[What you have to do]: The required result is a copy of each line below in which "from" appears.
========
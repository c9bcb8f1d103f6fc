//! Unopinionated standalone utilities.

mod geom;
pub use geom::{div_round, mul_div_round, VecExt};

mod idm;
pub use idm::{_String, directory_to_idm};

pub mod text;
pub use text::StrExt;

mod unchecked_write;

/// Map with an efficient hash function.
pub use rustc_hash::FxHashMap as HashMap;

/// Set with an efficient hash function.
pub use rustc_hash::FxHashSet as HashSet;

type DefaultHashBuilder = std::hash::BuildHasherDefault<rustc_hash::FxHasher>;

/// Insertion order preserving map with an efficient hash function.
pub type IndexMap<K, V> = indexmap::IndexMap<K, V, DefaultHashBuilder>;

/// Insertion order preserving set with an efficient hash function.
pub type IndexSet<V> = indexmap::IndexSet<V, DefaultHashBuilder>;
use std::sync::LazyLock;

use glam::{ivec2, IVec2};
use regex::Regex;

pub trait StrExt {
    /// Convert identifiers to lowercase kebab-case. Adds hyphens between
    /// connected lowercase and uppercase characters for CamelCase
    /// identifiers and turns spaces and underscores into hyphens.
    fn to_kebab_case(&self) -> String;

    /// Break text into lines of at most `max_width` characters at word
    /// boundaries.
    ///
    /// Words longer than `max_width` are cut into `max_width` sized pieces.
    /// Explicit newlines are kept.
    ///
    /// ```
    /// # use util::StrExt;
    /// assert_eq!(
    ///     "The old mill by the river".wrap(10),
    ///     vec!["The old", "mill by", "the river"]
    /// );
    /// ```
    fn wrap(&self, max_width: usize) -> Vec<String>;

    /// Remove escape codes of the form `\c[n]` (text color changes) and
    /// similar single letter codes from display text.
    ///
    /// ```
    /// # use util::StrExt;
    /// assert_eq!(r"\c[1]Costs:\c[0]".strip_text_codes(), "Costs:");
    /// ```
    fn strip_text_codes(&self) -> String;

    /// Get the smallest common indentation depth of nonempty lines of text.
    ///
    /// Both tabs and spaces are treated as a single unit of indentation.
    fn indentation(&self) -> usize;

    /// Return non-whitespace chars from a block of text mapped to their
    /// coordinates.
    ///
    /// The text is trimmed so that the result set will have a minimum x
    /// coordinate and a minimum y coordinate at 0.
    fn char_grid(&self) -> impl Iterator<Item = (IVec2, char)> + '_;
}

impl StrExt for str {
    fn to_kebab_case(&self) -> String {
        let mut result = String::with_capacity(self.len());
        let mut prev = '_';
        for c in self.chars() {
            match c {
                '_' | ' ' | '-' => {
                    if !result.ends_with('-') {
                        result.push('-');
                    }
                }
                c if c.is_uppercase() && prev.is_lowercase() => {
                    result.push('-');
                    result.extend(c.to_lowercase());
                }
                c => result.extend(c.to_lowercase()),
            }
            prev = c;
        }

        result
    }

    fn wrap(&self, max_width: usize) -> Vec<String> {
        assert!(max_width > 0, "wrap: zero width");

        let mut ret = Vec::new();
        for paragraph in self.lines() {
            let mut line = String::new();
            let mut line_len = 0;

            for word in paragraph.split_whitespace() {
                let mut word: Vec<char> = word.chars().collect();

                if line_len > 0 && line_len + 1 + word.len() <= max_width {
                    line.push(' ');
                    line.extend(word.iter());
                    line_len += 1 + word.len();
                    continue;
                }

                if line_len > 0 {
                    ret.push(std::mem::take(&mut line));
                }

                // Slice up words that can't fit on any line.
                while word.len() > max_width {
                    ret.push(word.drain(..max_width).collect());
                }
                line.extend(word.iter());
                line_len = word.len();
            }

            ret.push(line);
        }

        // Trailing blank lines carry no information.
        while ret.last().is_some_and(|a| a.is_empty()) {
            ret.pop();
        }
        ret
    }

    fn strip_text_codes(&self) -> String {
        static RE: LazyLock<Regex> = LazyLock::new(|| {
            Regex::new(r"\\[A-Za-z]+\[\d*\]|\\[{}.|!<>^]")
                .expect("invalid text code regex")
        });

        RE.replace_all(self, "").into_owned()
    }

    fn indentation(&self) -> usize {
        self.lines()
            .filter(|a| !a.trim().is_empty())
            .map(|a| a.chars().take_while(|c| c.is_whitespace()).count())
            .min()
            .unwrap_or(0)
    }

    fn char_grid(&self) -> impl Iterator<Item = (IVec2, char)> + '_ {
        let x_skip = self.indentation();

        self.lines()
            .skip_while(|a| a.trim().is_empty())
            .enumerate()
            .flat_map(move |(y, line)| {
                line.chars()
                    .skip(x_skip)
                    .enumerate()
                    .filter(|(_, c)| !c.is_whitespace())
                    .map(move |(x, c)| (ivec2(x as i32, y as i32), c))
            })
    }
}

#[cfg(test)]
mod test {
    use super::*;

    #[test]
    fn kebab() {
        for (a, b) in [
            ("", ""),
            ("discover", "discover"),
            ("Change Map", "change-map"),
            ("changeMap", "change-map"),
            ("change_category", "change-category"),
            ("Call  Scene", "call-scene"),
            ("call-scene", "call-scene"),
        ] {
            assert_eq!(a.to_kebab_case(), b);
        }
    }

    #[test]
    fn wrapping() {
        assert_eq!("".wrap(8), Vec::<String>::new());
        assert_eq!("short".wrap(8), vec!["short"]);
        assert_eq!(
            "A quiet fishing village\nwith a pier".wrap(12),
            vec!["A quiet", "fishing", "village", "with a pier"]
        );
        assert_eq!("abcdefghij xy".wrap(4), vec!["abcd", "efgh", "ij", "xy"]);
    }

    #[test]
    fn text_codes() {
        assert_eq!("plain".strip_text_codes(), "plain");
        assert_eq!(
            r"\c[1]Fast Travel Unlocked:\c[0]".strip_text_codes(),
            "Fast Travel Unlocked:"
        );
        assert_eq!(r"\I[87]Ferry\{".strip_text_codes(), "Ferry");
    }

    #[test]
    fn grids() {
        fn g(text: &str) -> Vec<(IVec2, char)> {
            text.char_grid().collect()
        }

        assert_eq!(g(""), vec![]);
        assert_eq!(g("A"), vec![(ivec2(0, 0), 'A')]);
        assert_eq!(
            g("AB\nC"),
            vec![(ivec2(0, 0), 'A'), (ivec2(1, 0), 'B'), (ivec2(0, 1), 'C')]
        );
        assert_eq!(g("\n\n  A"), vec![(ivec2(0, 0), 'A')]);
        assert_eq!(g("A\n\nB"), vec![(ivec2(0, 0), 'A'), (ivec2(0, 2), 'B')]);
    }
}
========
[Reply]:
    /// similar single letter codes from display text.
    /// Return non-whitespace chars from a block of text mapped to their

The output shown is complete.